Cuando leí el viernes por la tarde, en el teletexto de Canal Sur, que una familia de un municipio de Sevilla había fallecido por una intoxicación alimentaria, pensé de inmediato que se trataba de una familia humilde, porque estas cosas sólo ocurren en familias humildes, empujadas por la necesidad a comprar alimentos con escaso control sanitario, a aceptar lo que les llega sin hacerse demasiadas preguntas y dando mucho las gracias.

De la misma manera, son familias humildes las que a veces mueren debido a la mala combustión de un brasero humilde, encendido para combatir el frío y que acaba convertido en una pequeña cámara de gas doméstica, porque lo normal es que el hambre y el frío arrecien más cuando tienes poca formación, cuando vives de trabajos precarios, cuando hay alguien enfermo en la familia y esta sociedad sólo te ofrece un poco de su caridad en función de la época del año.
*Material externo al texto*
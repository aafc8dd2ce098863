use crate::catalog::{Catalog, CatalogItem};
use crate::error::{Result, TestrecError};
use crate::recommend;
use axum::{
    extract::State,
    http::StatusCode,
    response::{IntoResponse, Response},
    routing::{get, post},
    Json, Router,
};
use serde::{Deserialize, Serialize};
use std::sync::Arc;
use tower::ServiceBuilder;
use tower_http::cors::{Any, CorsLayer};
use tower_http::trace::TraceLayer;

/// Request body for POST /recommend
///
/// An absent `query` is treated as the empty string, which matches nothing
/// and yields the fallback items.
#[derive(Debug, Deserialize)]
pub struct RecommendRequest {
    #[serde(default)]
    pub query: String,
}

/// Response body for POST /recommend
#[derive(Debug, Serialize)]
pub struct RecommendResponse {
    pub recommendations: Vec<CatalogItem>,
}

/// Application state shared across handlers
#[derive(Clone)]
struct AppState {
    catalog: Arc<Catalog>,
}

/// Create the axum router
///
/// Public so tests can drive the full HTTP surface without binding a socket.
pub fn router(catalog: Catalog) -> Router {
    // Demo frontends run on arbitrary origins, so CORS stays wide open.
    let cors = CorsLayer::new()
        .allow_origin(Any)
        .allow_methods(Any)
        .allow_headers(Any);

    Router::new()
        .route("/recommend", post(handle_recommend))
        .route("/health", get(handle_health))
        .layer(
            ServiceBuilder::new()
                .layer(TraceLayer::new_for_http())
                .layer(cors),
        )
        .with_state(AppState {
            catalog: Arc::new(catalog),
        })
}

/// Run the recommendation service until the process is stopped
pub async fn serve(catalog: Catalog, addr: &str) -> Result<()> {
    let app = router(catalog);

    log::info!("Starting recommendation service on http://{}", addr);
    log::info!("Recommend endpoint: http://{}/recommend", addr);

    let listener = tokio::net::TcpListener::bind(addr).await.map_err(|e| {
        TestrecError::Config(format!(
            "Failed to bind to {}: {}. Another process may be using the port; \
             change service.port in config.toml.",
            addr, e
        ))
    })?;

    axum::serve(listener, app).await.map_err(|e| {
        TestrecError::Io(std::io::Error::new(
            std::io::ErrorKind::Other,
            format!("HTTP server error: {}", e),
        ))
    })?;

    Ok(())
}

/// Handle POST /recommend
async fn handle_recommend(State(state): State<AppState>, body: axum::body::Bytes) -> Response {
    let request: RecommendRequest = match serde_json::from_slice(&body) {
        Ok(r) => r,
        Err(e) => {
            return (
                StatusCode::BAD_REQUEST,
                Json(serde_json::json!({"error": format!("Invalid JSON: {}", e)})),
            )
                .into_response();
        }
    };

    let recommendations = recommend::recommend(&state.catalog, &request.query);
    log::debug!(
        "Query {:?} matched {} recommendation(s)",
        request.query,
        recommendations.len()
    );

    (StatusCode::OK, Json(RecommendResponse { recommendations })).into_response()
}

/// Handle health check endpoint
async fn handle_health() -> Response {
    (
        StatusCode::OK,
        Json(serde_json::json!({
            "status": "ok",
            "service": "testrec",
            "version": env!("CARGO_PKG_VERSION")
        })),
    )
        .into_response()
}

#[cfg(test)]
mod tests {
    use super::*;
    use axum::body::Body;
    use axum::http::Request;
    use serde_json::Value;
    use tower::ServiceExt;

    fn test_catalog() -> Catalog {
        Catalog::new(vec![
            CatalogItem {
                name: "Python Basics".to_string(),
                skills: vec!["python".to_string()],
                duration: Some(30.0),
            },
            CatalogItem {
                name: "SQL Drill".to_string(),
                skills: vec!["sql".to_string()],
                duration: Some(45.0),
            },
            CatalogItem {
                name: "Java Fundamentals".to_string(),
                skills: vec!["java".to_string()],
                duration: None,
            },
            CatalogItem {
                name: "Frontend Quiz".to_string(),
                skills: vec!["javascript".to_string(), "css".to_string()],
                duration: Some(20.0),
            },
        ])
    }

    async fn body_json(response: Response) -> Value {
        let bytes = axum::body::to_bytes(response.into_body(), usize::MAX)
            .await
            .unwrap();
        serde_json::from_slice(&bytes).unwrap()
    }

    #[tokio::test]
    async fn test_recommend_returns_matching_items() {
        let app = router(test_catalog());

        let response = app
            .oneshot(
                Request::builder()
                    .method("POST")
                    .uri("/recommend")
                    .header("content-type", "application/json")
                    .body(Body::from(r#"{"query": "looking for a python test"}"#))
                    .unwrap(),
            )
            .await
            .unwrap();

        assert_eq!(response.status(), StatusCode::OK);
        let json = body_json(response).await;
        let recs = json["recommendations"].as_array().unwrap();
        assert_eq!(recs.len(), 1);
        assert_eq!(recs[0]["name"], "Python Basics");
        assert_eq!(recs[0]["duration"], 30.0);
    }

    #[tokio::test]
    async fn test_recommend_falls_back_when_nothing_matches() {
        let app = router(test_catalog());

        let response = app
            .oneshot(
                Request::builder()
                    .method("POST")
                    .uri("/recommend")
                    .header("content-type", "application/json")
                    .body(Body::from(r#"{"query": "quantum basket weaving"}"#))
                    .unwrap(),
            )
            .await
            .unwrap();

        assert_eq!(response.status(), StatusCode::OK);
        let json = body_json(response).await;
        let recs = json["recommendations"].as_array().unwrap();
        assert_eq!(recs.len(), 3);
        assert_eq!(recs[0]["name"], "Python Basics");
    }

    #[tokio::test]
    async fn test_recommend_omits_missing_duration() {
        let app = router(test_catalog());

        let response = app
            .oneshot(
                Request::builder()
                    .method("POST")
                    .uri("/recommend")
                    .header("content-type", "application/json")
                    .body(Body::from(r#"{"query": "java"}"#))
                    .unwrap(),
            )
            .await
            .unwrap();

        let json = body_json(response).await;
        let recs = json["recommendations"].as_array().unwrap();
        assert_eq!(recs[0]["name"], "Java Fundamentals");
        assert!(recs[0].get("duration").is_none());
    }

    #[tokio::test]
    async fn test_recommend_rejects_invalid_json() {
        let app = router(test_catalog());

        let response = app
            .oneshot(
                Request::builder()
                    .method("POST")
                    .uri("/recommend")
                    .header("content-type", "application/json")
                    .body(Body::from("{not json"))
                    .unwrap(),
            )
            .await
            .unwrap();

        assert_eq!(response.status(), StatusCode::BAD_REQUEST);
        let json = body_json(response).await;
        assert!(json["error"].as_str().unwrap().contains("Invalid JSON"));
    }

    #[tokio::test]
    async fn test_recommend_missing_query_acts_as_empty() {
        let app = router(test_catalog());

        let response = app
            .oneshot(
                Request::builder()
                    .method("POST")
                    .uri("/recommend")
                    .header("content-type", "application/json")
                    .body(Body::from("{}"))
                    .unwrap(),
            )
            .await
            .unwrap();

        assert_eq!(response.status(), StatusCode::OK);
        let json = body_json(response).await;
        // Empty query matches nothing, so the fallback items come back.
        assert_eq!(json["recommendations"].as_array().unwrap().len(), 3);
    }

    #[tokio::test]
    async fn test_health_endpoint() {
        let app = router(test_catalog());

        let response = app
            .oneshot(
                Request::builder()
                    .uri("/health")
                    .body(Body::empty())
                    .unwrap(),
            )
            .await
            .unwrap();

        assert_eq!(response.status(), StatusCode::OK);
        let json = body_json(response).await;
        assert_eq!(json["status"], "ok");
    }

    #[tokio::test]
    async fn test_cors_preflight_allows_any_origin() {
        let app = router(test_catalog());

        let response = app
            .oneshot(
                Request::builder()
                    .method("OPTIONS")
                    .uri("/recommend")
                    .header("origin", "http://demo.example")
                    .header("access-control-request-method", "POST")
                    .body(Body::empty())
                    .unwrap(),
            )
            .await
            .unwrap();

        assert_eq!(response.status(), StatusCode::OK);
        assert_eq!(
            response
                .headers()
                .get("access-control-allow-origin")
                .and_then(|v| v.to_str().ok()),
            Some("*")
        );
    }
}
Imaginé al principio a una familia comprando cualquier cosa en un mercadillo, como en los años de la colza, a otra familia parecida empujada a vender cualquier cosa con tal de conseguir unos pocos euros con los que quizás comprar a su vez alimentos en mal estado y poder encender braseros llenos de riesgo. La pobreza es lo que tiene. Es como una pescadilla que se muerde la cola, siempre con los mismos protagonistas y los mismos perfiles y las mismas víctimas asesinadas por la crisis y la desvergüenza.

Los medios ahora han dado nuevos datos y habrá que esperar al resultado de la autopsia. Las instituciones han tirado de protocolos de actuación y también lo han hecho los partidos políticos, todos de perfil cuando este repentino fogonazo, en pleno fin de semana prenavideño, ha agitado las conciencias aún adormiladas por las primeras comidas fraternales de diciembre. En el hospital sigue una chica de trece años, y me pregunto a dónde irá cuando salga, huérfana y un poco más pobre si cabe, cuando se recupere y las instituciones públicas apliquen el correspondiente protocolo. Quizás a un centro de acogida, donde podrá comer algo caliente y no caducado rodeada de paredes frías y acompañada por la más inmensa soledad. Si Dickens reviviera, tendría hoy motivos de sobra para escribir centenares de Cuentos de Navidad, tan trágicos y espantosos como el vivido por esta familia de Sevilla. Quedan dos semanas para que comience un nuevo año. Brindemos por ello.